» **What to work on**: From the entries below, tally the lines with "DeletionEntity" in them and reply with that figure only.

==*==

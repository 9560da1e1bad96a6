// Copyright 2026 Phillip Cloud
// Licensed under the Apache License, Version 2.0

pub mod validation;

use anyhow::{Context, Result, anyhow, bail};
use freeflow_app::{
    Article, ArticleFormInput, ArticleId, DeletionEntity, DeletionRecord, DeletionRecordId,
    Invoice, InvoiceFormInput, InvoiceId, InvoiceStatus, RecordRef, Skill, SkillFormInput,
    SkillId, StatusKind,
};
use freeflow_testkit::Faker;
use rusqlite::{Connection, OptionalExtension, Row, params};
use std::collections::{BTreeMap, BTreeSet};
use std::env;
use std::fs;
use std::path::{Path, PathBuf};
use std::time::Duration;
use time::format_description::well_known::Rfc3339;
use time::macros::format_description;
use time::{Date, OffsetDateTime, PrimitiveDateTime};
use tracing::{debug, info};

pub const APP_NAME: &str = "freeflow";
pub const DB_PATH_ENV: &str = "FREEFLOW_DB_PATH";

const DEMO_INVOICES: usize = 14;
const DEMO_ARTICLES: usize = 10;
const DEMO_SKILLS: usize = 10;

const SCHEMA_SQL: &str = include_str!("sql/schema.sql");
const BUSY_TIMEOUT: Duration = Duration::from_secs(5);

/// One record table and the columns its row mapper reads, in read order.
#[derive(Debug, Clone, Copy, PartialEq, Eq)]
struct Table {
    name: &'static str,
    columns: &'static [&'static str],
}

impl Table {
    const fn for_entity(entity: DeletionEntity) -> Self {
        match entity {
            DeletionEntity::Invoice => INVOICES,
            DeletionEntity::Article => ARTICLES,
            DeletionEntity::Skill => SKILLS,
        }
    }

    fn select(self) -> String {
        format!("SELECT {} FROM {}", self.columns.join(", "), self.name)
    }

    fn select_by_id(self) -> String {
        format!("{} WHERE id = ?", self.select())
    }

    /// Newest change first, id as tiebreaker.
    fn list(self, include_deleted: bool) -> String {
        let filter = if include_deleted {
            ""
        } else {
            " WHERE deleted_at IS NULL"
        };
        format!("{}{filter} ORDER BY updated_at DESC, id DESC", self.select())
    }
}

==*==

» **Response to the task**: 5